News

    Arab World Reacts in Anger at Gaza Strike

    Multimedia

    Audio

    Protesters throughout the Middle East held angry demonstrations Sunday, condemning not only Israel's deadly airstrikes in Gaza but also their own governments for not doing more to prevent the violence.

    Despite restrictions on public protests in a number of Arab countries, demonstrators reacted to the unfolding events in Gaza with an outpouring of anger and emotion. Cairo saw some of the most emotional protests.

    At Cairo University, hundreds of students prayed and wept, holding posters with images of injured and dead Palestinian children.
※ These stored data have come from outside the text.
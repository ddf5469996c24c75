//! Authoritative ACL state on the hub
//!
//! Every change produces a new snapshot version. The encoded form is built
//! once per version and shared by every push. Each store draws a random
//! epoch, so edges can tell a restarted hub from a stale one.

use chorus_protocol::{AclEntry, AclSnapshot, CodecError, EncodedSnapshot, Permissions};
use parking_lot::{Mutex, RwLock};
use std::sync::Arc;
use tokio::sync::watch;
use tracing::info;

struct Versioned {
    snapshot: AclSnapshot,
    encoded: EncodedSnapshot,
}

pub struct AclStore {
    current: RwLock<Arc<Versioned>>,
    /// Serialises writers so versions stay strictly increasing
    write: Mutex<()>,
    changes: watch::Sender<u64>,
}

impl AclStore {
    /// Start at version 1 of a fresh epoch with the configured entries
    pub fn new(default_permissions: Permissions, entries: Vec<AclEntry>) -> Result<Self, CodecError> {
        // epoch 0 is what an edge holds before its first snapshot
        let epoch = rand::random::<u64>().max(1);
        Self::with_epoch(epoch, default_permissions, entries)
    }

    pub fn with_epoch(
        epoch: u64,
        default_permissions: Permissions,
        entries: Vec<AclEntry>,
    ) -> Result<Self, CodecError> {
        let snapshot = AclSnapshot {
            epoch,
            version: 1,
            default_permissions: default_permissions.0,
            entries,
        };
        let encoded = snapshot.encode()?;
        let (changes, _) = watch::channel(snapshot.version);

        Ok(Self {
            current: RwLock::new(Arc::new(Versioned { snapshot, encoded })),
            write: Mutex::new(()),
            changes,
        })
    }

    pub fn version(&self) -> u64 {
        self.current.read().snapshot.version
    }

    pub fn epoch(&self) -> u64 {
        self.current.read().snapshot.epoch
    }

    /// Whether an edge holding `epoch`/`version` needs the current snapshot
    pub fn is_behind(&self, epoch: u64, version: u64) -> bool {
        let current = self.current.read();
        epoch != current.snapshot.epoch || version < current.snapshot.version
    }

    pub fn snapshot(&self) -> AclSnapshot {
        self.current.read().snapshot.clone()
    }

    pub fn encoded(&self) -> EncodedSnapshot {
        self.current.read().encoded.clone()
    }

    /// Notified with the new version after every change
    pub fn subscribe(&self) -> watch::Receiver<u64> {
        self.changes.subscribe()
    }

    /// Edit the entry list and publish the result as the next version
    pub fn update(&self, edit: impl FnOnce(&mut Vec<AclEntry>)) -> Result<u64, CodecError> {
        let _writer = self.write.lock();
        let mut next = self.snapshot();
        edit(&mut next.entries);
        self.publish(next)
    }

    pub fn replace(&self, entries: Vec<AclEntry>) -> Result<u64, CodecError> {
        self.update(|current| *current = entries)
    }

    pub fn set_default_permissions(&self, permissions: Permissions) -> Result<u64, CodecError> {
        let _writer = self.write.lock();
        let mut next = self.snapshot();
        next.default_permissions = permissions.0;
        self.publish(next)
    }

    fn publish(&self, mut next: AclSnapshot) -> Result<u64, CodecError> {
        next.version += 1;
        let encoded = next.encode()?;
        let version = next.version;
        let entries = next.entries.len();

        *self.current.write() = Arc::new(Versioned {
            snapshot: next,
            encoded,
        });
        self.changes.send_replace(version);
        info!("ACL snapshot v{} published ({} entries)", version, entries);
        Ok(version)
    }
}

#[cfg(test)]
mod tests {
    use super::*;
    use chorus_protocol::AclSubject;

    fn deny_enter(channel: u32) -> AclEntry {
        AclEntry {
            channel: Some(channel),
            subject: AclSubject::Everyone,
            allow: 0,
            deny: Permissions::ENTER.0,
        }
    }

    #[test]
    fn test_every_change_bumps_version() {
        let store = AclStore::new(Permissions::DEFAULT, vec![]).unwrap();
        assert_eq!(store.version(), 1);

        assert_eq!(store.update(|entries| entries.push(deny_enter(3))).unwrap(), 2);
        assert_eq!(store.replace(vec![]).unwrap(), 3);
        assert_eq!(store.set_default_permissions(Permissions::NONE).unwrap(), 4);
        assert_eq!(store.snapshot().default_permissions, 0);
    }

    #[test]
    fn test_encoded_matches_snapshot() {
        let store = AclStore::new(Permissions::DEFAULT, vec![deny_enter(5)]).unwrap();
        store.update(|entries| entries.push(deny_enter(6))).unwrap();

        let encoded = store.encoded();
        assert_eq!(encoded.version, 2);
        assert_eq!(encoded.decode().unwrap(), store.snapshot());
    }

    #[test]
    fn test_edges_from_another_epoch_are_behind() {
        let store = AclStore::with_epoch(7, Permissions::DEFAULT, vec![]).unwrap();
        store.update(|entries| entries.push(deny_enter(3))).unwrap();

        assert!(store.is_behind(0, 0));
        assert!(store.is_behind(7, 1));
        assert!(!store.is_behind(7, 2));
        // a higher version from a previous hub run does not count
        assert!(store.is_behind(3, 9));
        assert_eq!(store.encoded().epoch, 7);
    }

    #[test]
    fn test_each_store_draws_its_own_epoch() {
        let a = AclStore::new(Permissions::DEFAULT, vec![]).unwrap();
        let b = AclStore::new(Permissions::DEFAULT, vec![]).unwrap();
        assert_ne!(a.epoch(), 0);
        assert_ne!(a.epoch(), b.epoch());
    }

    #[tokio::test]
    async fn test_subscribers_see_new_versions() {
        let store = AclStore::new(Permissions::DEFAULT, vec![]).unwrap();
        let mut changes = store.subscribe();

        store.replace(vec![deny_enter(1)]).unwrap();
        changes.changed().await.unwrap();
        assert_eq!(*changes.borrow_and_update(), 2);
    }
}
Others held up the Quran, while one student burnt an Israeli flag to the chants and cheers of the crowd.

    Although the Egyptian government has condemned Israel's military action against Hamas militants who control Gaza, protesters in Cairo voiced anger at Egypt and other Arab governments' for thier limited response to the attacks.

    Ahmed Sayyid, a pharmacy major at Cairo University, said Egypt's government should do more to protest the Israeli actions. He says the Israelis are lucky to have what he calls such a complacent government in Cairo, and he said there are thousands of youths, girls and boys, that if they were allowed to fight, or trained to fight, would go now to defend the Palestinians.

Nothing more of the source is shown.